Despite expectations that AI would be cheaper than human labor, this is not always the case today.
- 1 day ago
- 1 min read
Training and operating advanced AI systems require massive investments in computing power, energy, and infrastructure. For many tasks, hiring a human remains more cost-effective than fully replacing them with AI.
The story of the Baxter robot illustrates this challenge. Although the technology appeared affordable, hidden costs such as maintenance, specialized support, and operational requirements made human workers a more flexible and economical choice.
Another overlooked factor is the cost of errors. Human mistakes are usually limited in scope, while AI errors can occur at scale, generating large amounts of incorrect or harmful output. As a result, the costs of supervision, risk management, and liability can significantly reduce the economic benefits of AI.
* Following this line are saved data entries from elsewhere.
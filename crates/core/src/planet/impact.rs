//! Impact craters and volcanic cones. Every feature has a radial profile: a
//! height offset as a function of normalized distance from its center, where
//! 0 is the center and 1 is the outer edge. Profiles are in band units and
//! get scaled by [ImpactProfile::multiplier] before they touch the terrain.

use serde::{Deserialize, Serialize};
use strum::{Display, EnumIter};

/// Shape of a single crater or volcano
#[derive(
    Copy,
    Clone,
    Debug,
    PartialEq,
    Eq,
    Hash,
    PartialOrd,
    Ord,
    Display,
    EnumIter,
    Serialize,
    Deserialize,
)]
#[serde(rename_all = "snake_case")]
#[strum(serialize_all = "snake_case")]
pub enum ImpactProfile {
    /// Bowl-shaped, with a raised rim
    SimpleRound,
    /// Flat floor with steep walls
    SimpleFlat,
    /// Flat floor around a central peak
    ComplexFlat,
    /// Terraced walls stepping down to the floor
    ComplexSteps,
    /// Concentric rings, like a multi-ring basin
    ComplexRings,
    /// Low rounded lava dome
    DomeVolcano,
    /// Steep cone with a summit crater
    StratoVolcano,
    /// Broad, gentle rise with a caldera
    ShieldVolcano,
}

impl ImpactProfile {
    pub fn is_crater(self) -> bool {
        matches!(
            self,
            Self::SimpleRound
                | Self::SimpleFlat
                | Self::ComplexFlat
                | Self::ComplexSteps
                | Self::ComplexRings
        )
    }

    pub fn is_volcano(self) -> bool {
        !self.is_crater()
    }

    /// Overall strength of this profile, relative to a simple crater
    pub fn multiplier(self) -> f64 {
        match self {
            Self::SimpleRound => 1.0,
            Self::SimpleFlat => 0.8,
            Self::ComplexFlat => 1.2,
            Self::ComplexSteps => 1.3,
            Self::ComplexRings => 1.5,
            Self::DomeVolcano => 0.6,
            Self::StratoVolcano => 1.4,
            Self::ShieldVolcano => 0.4,
        }
    }

    /// Height offset at normalized distance `d` from the center. Anything
    /// outside `[0,1]` is past the edge and gets 0.
    pub fn height(self, d: f64) -> f64 {
        if !(0.0..=1.0).contains(&d) {
            return 0.0;
        }
        match self {
            Self::SimpleRound => {
                let floor = -(1.0 - d * d);
                if d < 0.7 {
                    floor
                } else {
                    let rim = bump(d, 0.85, 0.08) * 0.3;
                    let blend = smoothstep(0.7, 0.85, d);
                    floor * (1.0 - blend) + (floor + rim) * blend
                }
            }
            Self::SimpleFlat => {
                if d < 0.6 {
                    -0.8
                } else if d < 0.8 {
                    -0.8 + smoothstep(0.0, 1.0, (d - 0.6) / 0.2) * 0.8
                } else {
                    bump(d, 0.85, 0.07)
                        * 0.25
                        * (1.0 - smoothstep(0.85, 1.0, d))
                }
            }
            Self::ComplexFlat => {
                if d < 0.25 {
                    bump(d, 0.0, 0.15) * 0.4 - 0.1
                } else if d < 0.7 {
                    -0.6
                } else if d < 0.85 {
                    -0.6 + smoothstep(0.0, 1.0, (d - 0.7) / 0.15) * 0.7
                } else {
                    bump(d, 0.88, 0.06)
                        * 0.2
                        * (1.0 - smoothstep(0.88, 1.0, d))
                }
            }
            Self::ComplexSteps => {
                if d < 0.3 {
                    -0.7 + bump(d, 0.0, 0.1) * 0.25
                } else if d < 0.5 {
                    -0.7
                } else if d < 0.6 {
                    -0.5
                } else if d < 0.7 {
                    -0.3
                } else if d < 0.8 {
                    -0.1
                } else {
                    bump(d, 0.87, 0.06)
                        * 0.2
                        * (1.0 - smoothstep(0.87, 1.0, d))
                }
            }
            Self::ComplexRings => {
                let rings = -0.5
                    + bump(d, 0.3, 0.05) * 0.3
                    + bump(d, 0.55, 0.05) * 0.25
                    + bump(d, 0.8, 0.05) * 0.2
                    + bump(d, 0.92, 0.04) * 0.3;
                if d > 0.92 {
                    rings * (1.0 - smoothstep(0.92, 1.0, d))
                } else {
                    rings
                }
            }
            Self::DomeVolcano => {
                let mut dome = bump(d, 0.0, 0.5) * 0.8;
                if d < 0.1 {
                    dome -= (1.0 - d / 0.1) * 0.15;
                }
                if d > 0.7 {
                    dome *= 1.0 - smoothstep(0.7, 1.0, d);
                }
                dome
            }
            Self::StratoVolcano => {
                let mut cone = (1.0 - d) * 1.2;
                if d < 0.12 {
                    // Summit crater: a lip, then a pit
                    cone = cone * 0.85 + bump(d, 0.1, 0.03) * 0.15;
                    if d < 0.08 {
                        cone -= (1.0 - d / 0.08) * 0.2;
                    }
                }
                if d > 0.85 {
                    cone *= 1.0 - smoothstep(0.85, 1.0, d);
                }
                cone
            }
            Self::ShieldVolcano => {
                let mut shield = (1.0 - d * d) * 0.5;
                if d < 0.15 {
                    shield += bump(d, 0.12, 0.04) * 0.1;
                    if d < 0.1 {
                        shield -= (1.0 - d / 0.1) * 0.15;
                    }
                }
                shield
            }
        }
    }
}

/// A single crater or volcano stamped onto the terrain
#[derive(Copy, Clone, Debug, PartialEq, Serialize, Deserialize)]
pub struct ImpactFeature {
    /// Polygon at the center of the feature
    pub center: usize,
    /// Radius in polygon hops
    pub radius: u32,
    pub profile: ImpactProfile,
}

impl ImpactFeature {
    pub fn is_crater(&self) -> bool {
        self.profile.is_crater()
    }

    pub fn is_volcano(&self) -> bool {
        self.profile.is_volcano()
    }
}

/// Hermite interpolation between two edges, 0 below `edge0` and 1 above
/// `edge1`
pub fn smoothstep(edge0: f64, edge1: f64, x: f64) -> f64 {
    let t = ((x - edge0) / (edge1 - edge0)).clamp(0.0, 1.0);
    t * t * (3.0 - 2.0 * t)
}

/// Gaussian bump of the given width, peaking at 1 on `center`
fn bump(d: f64, center: f64, width: f64) -> f64 {
    let x = (d - center) / width;
    (-x * x).exp()
}

#[cfg(test)]
mod tests {
    use super::*;
    use assert_approx_eq::assert_approx_eq;
    use strum::IntoEnumIterator;

    #[test]
    fn test_smoothstep() {
        assert_eq!(smoothstep(0.2, 0.4, 0.1), 0.0);
        assert_approx_eq!(smoothstep(0.2, 0.4, 0.3), 0.5);
        assert_eq!(smoothstep(0.2, 0.4, 0.9), 1.0);
    }

    #[test]
    fn test_profiles_fade_out() {
        for profile in ImpactProfile::iter() {
            assert_eq!(profile.height(1.5), 0.0, "{}", profile);
            assert_eq!(profile.height(-0.1), 0.0, "{}", profile);
            assert!(profile.height(1.0).abs() < 0.05, "{}", profile);
        }
    }

    #[test]
    fn test_crater_shapes() {
        for profile in ImpactProfile::iter().filter(|p| p.is_crater()) {
            // Sunken floor, raised rim
            assert!(profile.height(0.5) < 0.0, "{}", profile);
            let rim = (80..100)
                .map(|i| profile.height(i as f64 / 100.0))
                .fold(f64::MIN, f64::max);
            assert!(rim > profile.height(0.5), "{}", profile);
        }
        assert_approx_eq!(ImpactProfile::SimpleRound.height(0.0), -1.0);
        assert_approx_eq!(ImpactProfile::SimpleFlat.height(0.3), -0.8);
        // Central peak pokes up out of the floor
        assert!(
            ImpactProfile::ComplexFlat.height(0.0)
                > ImpactProfile::ComplexFlat.height(0.5)
        );
        assert_approx_eq!(ImpactProfile::ComplexSteps.height(0.65), -0.3);
    }

    #[test]
    fn test_volcano_shapes() {
        for profile in ImpactProfile::iter().filter(|p| p.is_volcano()) {
            assert!(profile.height(0.3) > 0.0, "{}", profile);
            // Every volcano has a summit crater, so the peak is off-center
            assert!(
                profile.height(0.12) > profile.height(0.0),
                "{}",
                profile
            );
        }
        assert!(
            ImpactProfile::StratoVolcano.height(0.3)
                > ImpactProfile::ShieldVolcano.height(0.3)
        );
    }
}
However, this advantage is likely temporary. As smaller AI models and more efficient hardware become available, the cost of digital labor is expected to decline substantially. Some analysts predict AI-related costs could fall by as much as 90% over the next decade.
Automation is expected to affect high-wage, aging economies first, including Japan, South Korea, and parts of Western Europe. In regions with lower labor costs, human workers are likely to remain competitive for much longer.
To prepare for this shift, societies should focus on developing skills that are difficult to automate, such as empathy, strategic thinking, creativity, and adaptability in complex environments. The key challenge is to use the current transition period to build an economy in which AI handles routine tasks while humans concentrate on uniquely human strengths.